== Dataset ==

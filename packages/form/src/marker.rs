//! The keyboard-focus marker.
//!
//! A single optional slot, so at most one control is ever marked. The UI keeps
//! it in step with native focus: keyboard moves call [`FocusMarker::mark`]
//! before focusing the element, native `focus` events call it again, and native
//! `blur` events call [`FocusMarker::release`].

use crate::focus::FocusTarget;

/// CSS class carried by the marked control.
pub const MARKER_CLASS: &str = "keyboard-focused";

#[derive(Clone, Copy, Debug, Default, PartialEq, Eq)]
pub struct FocusMarker {
    current: Option<FocusTarget>,
}

impl FocusMarker {
    pub fn current(&self) -> Option<FocusTarget> {
        self.current
    }

    pub fn is_marked(&self, target: FocusTarget) -> bool {
        self.current == Some(target)
    }

    /// Move the marker onto `target`, clearing whichever control held it.
    pub fn mark(&mut self, target: FocusTarget) {
        self.current = Some(target);
    }

    /// Drop the marker if `target` still holds it.
    ///
    /// Blur of the previous control arrives after a keyboard move has already
    /// marked the next one; that blur must not clear the new mark.
    pub fn release(&mut self, target: FocusTarget) {
        if self.current == Some(target) {
            self.current = None;
        }
    }

    /// `base` with the marker class appended when `target` is marked.
    pub fn class_for(&self, target: FocusTarget, base: &str) -> String {
        if self.is_marked(target) {
            format!("{base} {MARKER_CLASS}")
        } else {
            base.to_string()
        }
    }
}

===

▶ [What you should do]
Could you copy every line in the records that holds "events"?

▶ [Result of this task]
//! before focusing the element, native `focus` events call it again, and native
//! `blur` events call [`FocusMarker::release`].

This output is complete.